//! Engine configuration.
//!
//! Loaded from a YAML file when one exists; every field has a default so the
//! engine runs with no configuration at all.

use std::path::{Path, PathBuf};
use std::time::Duration;

use color_eyre::{eyre::eyre, Result};
use serde::Deserialize;

#[derive(Debug, Clone, Deserialize)]
#[serde(default)]
pub struct EngineConfig {
  /// Store location; defaults to the platform data directory
  pub db_path: Option<PathBuf>,
  /// How long synced outbox items are retained before garbage collection
  pub retention_hours: u64,
  /// Periodic drain trigger
  pub drain_interval_secs: u64,
  /// Periodic outbox garbage-collection trigger
  pub gc_interval_secs: u64,
}

impl Default for EngineConfig {
  fn default() -> Self {
    Self {
      db_path: None,
      retention_hours: 24,
      drain_interval_secs: 300,
      gc_interval_secs: 3600,
    }
  }
}

impl EngineConfig {
  /// Load configuration.
  ///
  /// Search order:
  /// 1. Explicit path if provided (must exist)
  /// 2. ./edudesk.yaml (current directory)
  /// 3. $XDG_CONFIG_HOME/edudesk/offline.yaml
  ///
  /// No file found means built-in defaults, not an error.
  pub fn load(explicit_path: Option<&Path>) -> Result<Self> {
    let path = if let Some(p) = explicit_path {
      if p.exists() {
        Some(p.to_path_buf())
      } else {
        return Err(eyre!("Config file not found: {}", p.display()));
      }
    } else {
      Self::find_config_file()
    };

    match path {
      Some(p) => Self::load_from_path(&p),
      None => Ok(Self::default()),
    }
  }

  fn find_config_file() -> Option<PathBuf> {
    // Check current directory
    let local = PathBuf::from("edudesk.yaml");
    if local.exists() {
      return Some(local);
    }

    // Check XDG config directory
    if let Some(config_dir) = dirs::config_dir() {
      let xdg_path = config_dir.join("edudesk").join("offline.yaml");
      if xdg_path.exists() {
        return Some(xdg_path);
      }
    }

    None
  }

  fn load_from_path(path: &Path) -> Result<Self> {
    let contents = std::fs::read_to_string(path)
      .map_err(|e| eyre!("Failed to read config file {}: {}", path.display(), e))?;

    let config: EngineConfig = serde_yaml::from_str(&contents)
      .map_err(|e| eyre!("Failed to parse config file {}: {}", path.display(), e))?;

    Ok(config)
  }

  /// Default database path under the platform data directory.
  pub fn default_db_path() -> Result<PathBuf> {
    let data_dir = dirs::data_dir()
      .or_else(|| dirs::home_dir().map(|p| p.join(".local/share")))
      .ok_or_else(|| eyre!("Could not determine data directory"))?;

    Ok(data_dir.join("edudesk").join("offline.db"))
  }

  pub fn retention(&self) -> Duration {
    Duration::from_secs(self.retention_hours * 3600)
  }

  pub fn drain_interval(&self) -> Duration {
    Duration::from_secs(self.drain_interval_secs)
  }

  pub fn gc_interval(&self) -> Duration {
    Duration::from_secs(self.gc_interval_secs)
  }
}

#[cfg(test)]
mod tests {
  use super::*;
  use std::io::Write;

  #[test]
  fn missing_file_means_defaults() {
    let config = EngineConfig::load(None).unwrap();
    assert_eq!(config.retention_hours, 24);
    assert_eq!(config.drain_interval_secs, 300);
    assert!(config.db_path.is_none());
  }

  #[test]
  fn explicit_missing_path_is_an_error() {
    assert!(EngineConfig::load(Some(Path::new("/nonexistent/edudesk.yaml"))).is_err());
  }

  #[test]
  fn partial_yaml_fills_in_defaults() {
    let mut file = tempfile::NamedTempFile::new().unwrap();
    writeln!(file, "retention_hours: 48").unwrap();

    let config = EngineConfig::load(Some(file.path())).unwrap();
    assert_eq!(config.retention_hours, 48);
    assert_eq!(config.gc_interval_secs, 3600);
    assert_eq!(config.retention(), Duration::from_secs(48 * 3600));
  }
}
//! Sync scheduler: drains the outbox against the remote service.
//!
//! This is the only component that applies outbox items remotely. A drain
//! cycle is single-flight (overlapping triggers are ignored), processes items
//! in priority/FIFO order, and treats each item independently: one rejection
//! never aborts the cycle. Failures are recorded per item and surfaced through
//! aggregate stats, never thrown to the caller.

use std::sync::{Arc, Mutex as StdMutex};
use std::time::Duration;

use async_trait::async_trait;
use color_eyre::Result;
use tokio::sync::{mpsc, Mutex};
use tracing::{debug, info, warn};

use crate::connectivity::ConnectivityMonitor;
use crate::outbox::{Mutation, MutationKind, Outbox};

/// Boundary with the remote data service. Each mutation kind maps to exactly
/// one typed remote write; implementations dispatch with an exhaustive match.
#[async_trait]
pub trait RemoteService: Send + Sync {
  async fn apply(&self, mutation: &Mutation) -> Result<()>;
}

/// Scheduler state, observable between and during cycles.
#[derive(Debug, Clone, Copy, PartialEq, Eq)]
pub enum DrainState {
  Idle,
  Draining,
  /// The last cycle finished with at least one item still unconfirmed
  PartialFailure,
}

/// Snapshot of an in-progress drain, for UI display.
#[derive(Debug, Clone, Default, PartialEq, Eq)]
pub struct DrainProgress {
  /// 1-based index of the item currently being applied
  pub current: usize,
  pub total: usize,
  pub current_kind: Option<MutationKind>,
}

/// Result of one drain trigger.
#[derive(Debug, Clone, Copy, PartialEq, Eq)]
pub enum DrainOutcome {
  Completed { applied: usize, failed: usize },
  /// Another cycle was already in progress; this trigger was ignored
  AlreadyDraining,
  /// The monitor reported offline; nothing was attempted
  Offline,
}

pub struct SyncScheduler {
  outbox: Outbox,
  remote: Arc<dyn RemoteService>,
  monitor: ConnectivityMonitor,
  /// Held for the duration of a cycle; try_lock failure is the single-flight
  /// rejection path
  flight: Mutex<()>,
  state: StdMutex<DrainState>,
  progress: StdMutex<DrainProgress>,
  retention: Duration,
  drain_interval: Duration,
  gc_interval: Duration,
}

impl SyncScheduler {
  pub fn new(
    outbox: Outbox,
    remote: Arc<dyn RemoteService>,
    monitor: ConnectivityMonitor,
    retention: Duration,
    drain_interval: Duration,
    gc_interval: Duration,
  ) -> Self {
    Self {
      outbox,
      remote,
      monitor,
      flight: Mutex::new(()),
      state: StdMutex::new(DrainState::Idle),
      progress: StdMutex::new(DrainProgress::default()),
      retention,
      drain_interval,
      gc_interval,
    }
  }

  /// Current scheduler state.
  pub fn state(&self) -> DrainState {
    self.state.lock().map(|s| *s).unwrap_or(DrainState::Idle)
  }

  /// Progress snapshot of the active cycle; zeroed while idle.
  pub fn progress(&self) -> DrainProgress {
    self
      .progress
      .lock()
      .map(|p| p.clone())
      .unwrap_or_default()
  }

  fn set_state(&self, state: DrainState) {
    if let Ok(mut s) = self.state.lock() {
      *s = state;
    }
  }

  fn set_progress(&self, progress: DrainProgress) {
    if let Ok(mut p) = self.progress.lock() {
      *p = progress;
    }
  }

  /// Run one drain cycle.
  ///
  /// Items at the retry limit are skipped; they stay in the failed bucket
  /// until explicit user action re-queues them. There is no mid-item
  /// cancellation: once an apply call is issued, its result decides the next
  /// step.
  pub async fn drain(&self) -> DrainOutcome {
    let Ok(_guard) = self.flight.try_lock() else {
      debug!("drain already in progress, ignoring trigger");
      return DrainOutcome::AlreadyDraining;
    };

    if !self.monitor.is_online() {
      debug!("offline, skipping drain");
      return DrainOutcome::Offline;
    }

    let pending = match self.outbox.list_pending() {
      Ok(items) => items,
      Err(e) => {
        warn!(error = %e, "could not read pending outbox items");
        return DrainOutcome::Completed {
          applied: 0,
          failed: 0,
        };
      }
    };
    let pending: Vec<_> = pending.into_iter().filter(|i| !i.is_failed()).collect();

    self.set_state(DrainState::Draining);
    let total = pending.len();
    let mut applied = 0;
    let mut failed = 0;

    for (idx, item) in pending.iter().enumerate() {
      self.set_progress(DrainProgress {
        current: idx + 1,
        total,
        current_kind: Some(item.mutation.kind()),
      });

      match self.remote.apply(&item.mutation).await {
        Ok(()) => {
          if let Err(e) = self.outbox.mark_synced(&item.id) {
            warn!(id = %item.id, error = %e, "apply confirmed but could not mark synced");
          }
          applied += 1;
        }
        Err(e) => {
          let message = e.to_string();
          debug!(id = %item.id, kind = %item.mutation.kind(), error = %message, "remote apply failed");
          if let Err(e) = self.outbox.increment_retry(&item.id, Some(&message)) {
            warn!(id = %item.id, error = %e, "could not record retry");
          }
          failed += 1;
        }
      }
    }

    self.set_progress(DrainProgress::default());
    self.set_state(if failed > 0 {
      DrainState::PartialFailure
    } else {
      DrainState::Idle
    });

    if total > 0 {
      info!(applied, failed, total, "drain cycle finished");
    }

    DrainOutcome::Completed { applied, failed }
  }

  /// Trigger loop: drains on online transitions, on a periodic timer, and on
  /// manual sync-now requests; runs outbox garbage collection on its own
  /// timer. Exits when the sync-now channel closes.
  pub async fn run(self: Arc<Self>, mut sync_now: mpsc::UnboundedReceiver<()>) {
    let mut online = self.monitor.subscribe();
    online.borrow_and_update();

    let mut drain_tick = tokio::time::interval(self.drain_interval);
    let mut gc_tick = tokio::time::interval(self.gc_interval);

    loop {
      tokio::select! {
        changed = online.changed() => {
          if changed.is_err() {
            break;
          }
          if *online.borrow_and_update() {
            self.drain().await;
          }
        }
        _ = drain_tick.tick() => {
          self.drain().await;
        }
        _ = gc_tick.tick() => {
          if let Err(e) = self.outbox.collect_garbage(self.retention) {
            warn!(error = %e, "outbox garbage collection failed");
          }
        }
        msg = sync_now.recv() => {
          match msg {
            Some(()) => {
              self.drain().await;
            }
            None => break,
          }
        }
      }
    }

    debug!("sync scheduler stopped");
  }
}

#[cfg(test)]
mod tests {
  use super::*;
  use crate::outbox::Priority;
  use crate::store::SqliteStore;
  use color_eyre::eyre::eyre;
  use std::sync::atomic::{AtomicBool, AtomicUsize, Ordering};
  use tokio::sync::Notify;

  fn attendance() -> Mutation {
    Mutation::AttendanceMark {
      tenant_id: "t1".into(),
      student_id: "s1".into(),
      section_id: "7b".into(),
      date: "2026-03-02".into(),
      status: "present".into(),
    }
  }

  fn message() -> Mutation {
    Mutation::Message {
      tenant_id: "t1".into(),
      recipient_id: "parent-9".into(),
      subject: "Field trip".into(),
      body: "Forms due Friday".into(),
    }
  }

  /// Remote that records applied kinds and can be told to reject everything.
  #[derive(Default)]
  struct MockRemote {
    applied: StdMutex<Vec<MutationKind>>,
    calls: AtomicUsize,
    fail_all: AtomicBool,
  }

  #[async_trait]
  impl RemoteService for MockRemote {
    async fn apply(&self, mutation: &Mutation) -> Result<()> {
      self.calls.fetch_add(1, Ordering::SeqCst);
      if self.fail_all.load(Ordering::SeqCst) {
        return Err(eyre!("validation rejected"));
      }
      self.applied.lock().unwrap().push(mutation.kind());
      Ok(())
    }
  }

  /// Remote that parks inside apply until released, for single-flight tests.
  struct BlockingRemote {
    started: Arc<Notify>,
    release: Arc<Notify>,
  }

  #[async_trait]
  impl RemoteService for BlockingRemote {
    async fn apply(&self, _mutation: &Mutation) -> Result<()> {
      self.started.notify_one();
      self.release.notified().await;
      Ok(())
    }
  }

  fn scheduler(
    remote: Arc<dyn RemoteService>,
    online: bool,
  ) -> (Arc<SyncScheduler>, Outbox, ConnectivityMonitor) {
    crate::init_test_logging();
    let store: Arc<dyn crate::store::StoreBackend> =
      Arc::new(SqliteStore::open_in_memory().unwrap());
    let outbox = Outbox::new(store);
    let monitor = ConnectivityMonitor::new(online);
    let scheduler = Arc::new(SyncScheduler::new(
      outbox.clone(),
      remote,
      monitor.clone(),
      Duration::from_secs(24 * 3600),
      Duration::from_secs(300),
      Duration::from_secs(3600),
    ));
    (scheduler, outbox, monitor)
  }

  #[tokio::test]
  async fn offline_enqueue_then_online_drain_in_priority_order() {
    let remote = Arc::new(MockRemote::default());
    let (scheduler, outbox, monitor) = scheduler(remote.clone(), false);

    // Low-priority message first, high-priority attendance second: drain
    // order must still put attendance first.
    outbox.enqueue(message(), Priority::Low).unwrap();
    outbox.enqueue(attendance(), Priority::High).unwrap();

    let stats = outbox.stats().unwrap();
    assert_eq!(stats.pending, 2);
    assert_eq!(stats.by_kind[&MutationKind::AttendanceMark], 1);
    assert_eq!(stats.by_kind[&MutationKind::Message], 1);

    assert_eq!(scheduler.drain().await, DrainOutcome::Offline);

    monitor.set_online(true);
    let outcome = scheduler.drain().await;
    assert_eq!(
      outcome,
      DrainOutcome::Completed {
        applied: 2,
        failed: 0
      }
    );

    let applied = remote.applied.lock().unwrap().clone();
    assert_eq!(
      applied,
      vec![MutationKind::AttendanceMark, MutationKind::Message]
    );

    let stats = outbox.stats().unwrap();
    assert_eq!(stats.pending, 0);
    assert_eq!(stats.synced, 2);
    assert_eq!(scheduler.state(), DrainState::Idle);
  }

  #[tokio::test]
  async fn three_failures_move_item_to_failed_and_stop_retries() {
    let remote = Arc::new(MockRemote::default());
    remote.fail_all.store(true, Ordering::SeqCst);
    let (scheduler, outbox, _monitor) = scheduler(remote.clone(), true);

    outbox.enqueue(attendance(), Priority::High).unwrap();

    for _ in 0..3 {
      let outcome = scheduler.drain().await;
      assert_eq!(
        outcome,
        DrainOutcome::Completed {
          applied: 0,
          failed: 1
        }
      );
      assert_eq!(scheduler.state(), DrainState::PartialFailure);
    }

    let stats = outbox.stats().unwrap();
    assert_eq!(stats.failed, 1);
    assert_eq!(stats.pending, 0);

    // A fourth manual sync leaves the failed item alone
    let calls_before = remote.calls.load(Ordering::SeqCst);
    let outcome = scheduler.drain().await;
    assert_eq!(
      outcome,
      DrainOutcome::Completed {
        applied: 0,
        failed: 0
      }
    );
    assert_eq!(remote.calls.load(Ordering::SeqCst), calls_before);
    assert_eq!(outbox.stats().unwrap().failed, 1);
  }

  #[tokio::test]
  async fn one_rejection_does_not_abort_the_cycle() {
    // Rejects attendance marks only
    struct Picky;

    #[async_trait]
    impl RemoteService for Picky {
      async fn apply(&self, mutation: &Mutation) -> Result<()> {
        match mutation {
          Mutation::AttendanceMark { .. } => Err(eyre!("bad section")),
          _ => Ok(()),
        }
      }
    }

    let (scheduler, outbox, _monitor) = scheduler(Arc::new(Picky), true);
    outbox.enqueue(attendance(), Priority::High).unwrap();
    outbox.enqueue(message(), Priority::Low).unwrap();

    let outcome = scheduler.drain().await;
    assert_eq!(
      outcome,
      DrainOutcome::Completed {
        applied: 1,
        failed: 1
      }
    );

    let stats = outbox.stats().unwrap();
    assert_eq!(stats.synced, 1);
    assert_eq!(stats.pending, 1);
  }

  #[tokio::test]
  async fn overlapping_drain_triggers_are_single_flight() {
    let started = Arc::new(Notify::new());
    let release = Arc::new(Notify::new());
    let remote = Arc::new(BlockingRemote {
      started: started.clone(),
      release: release.clone(),
    });

    let (scheduler, outbox, _monitor) = scheduler(remote, true);
    outbox.enqueue(attendance(), Priority::High).unwrap();

    let background = {
      let scheduler = scheduler.clone();
      tokio::spawn(async move { scheduler.drain().await })
    };

    started.notified().await;
    assert_eq!(scheduler.state(), DrainState::Draining);

    let progress = scheduler.progress();
    assert_eq!(progress.current, 1);
    assert_eq!(progress.total, 1);
    assert_eq!(progress.current_kind, Some(MutationKind::AttendanceMark));

    // Second trigger while the first is mid-item
    assert_eq!(scheduler.drain().await, DrainOutcome::AlreadyDraining);

    release.notify_one();
    let outcome = background.await.unwrap();
    assert_eq!(
      outcome,
      DrainOutcome::Completed {
        applied: 1,
        failed: 0
      }
    );
    assert_eq!(scheduler.progress(), DrainProgress::default());
  }

  #[tokio::test]
  async fn run_loop_drains_on_online_transition_and_manual_trigger() {
    let remote = Arc::new(MockRemote::default());
    let (scheduler, outbox, monitor) = scheduler(remote.clone(), false);

    outbox.enqueue(attendance(), Priority::High).unwrap();

    let (sync_tx, sync_rx) = mpsc::unbounded_channel();
    let loop_task = tokio::spawn(scheduler.clone().run(sync_rx));

    monitor.set_online(true);
    tokio::time::sleep(Duration::from_millis(50)).await;
    assert_eq!(outbox.stats().unwrap().synced, 1);

    outbox.enqueue(message(), Priority::Low).unwrap();
    sync_tx.send(()).unwrap();
    tokio::time::sleep(Duration::from_millis(50)).await;
    assert_eq!(outbox.stats().unwrap().synced, 2);

    drop(sync_tx);
    loop_task.await.unwrap();
  }
}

------------

** What is needed **
Reproduce the lines of the entries above from the one with "let outcome = background.await.unwrap();" to the one with "assert_eq!(outbox.stats().unwrap().synced, 1);", both included, exactly and without any other line.

** Answer box **
    let outcome = background.await.unwrap();
    assert_eq!(
      outcome,
      DrainOutcome::Completed {
        applied: 1,
        failed: 0
      }
    );
    assert_eq!(scheduler.progress(), DrainProgress::default());
  }

  #[tokio::test]
  async fn run_loop_drains_on_online_transition_and_manual_trigger() {
    let remote = Arc::new(MockRemote::default());
    let (scheduler, outbox, monitor) = scheduler(remote.clone(), false);

    outbox.enqueue(attendance(), Priority::High).unwrap();

    let (sync_tx, sync_rx) = mpsc::unbounded_channel();
    let loop_task = tokio::spawn(scheduler.clone().run(sync_rx));

    monitor.set_online(true);
    tokio::time::sleep(Duration::from_millis(50)).await;
    assert_eq!(outbox.stats().unwrap().synced, 1);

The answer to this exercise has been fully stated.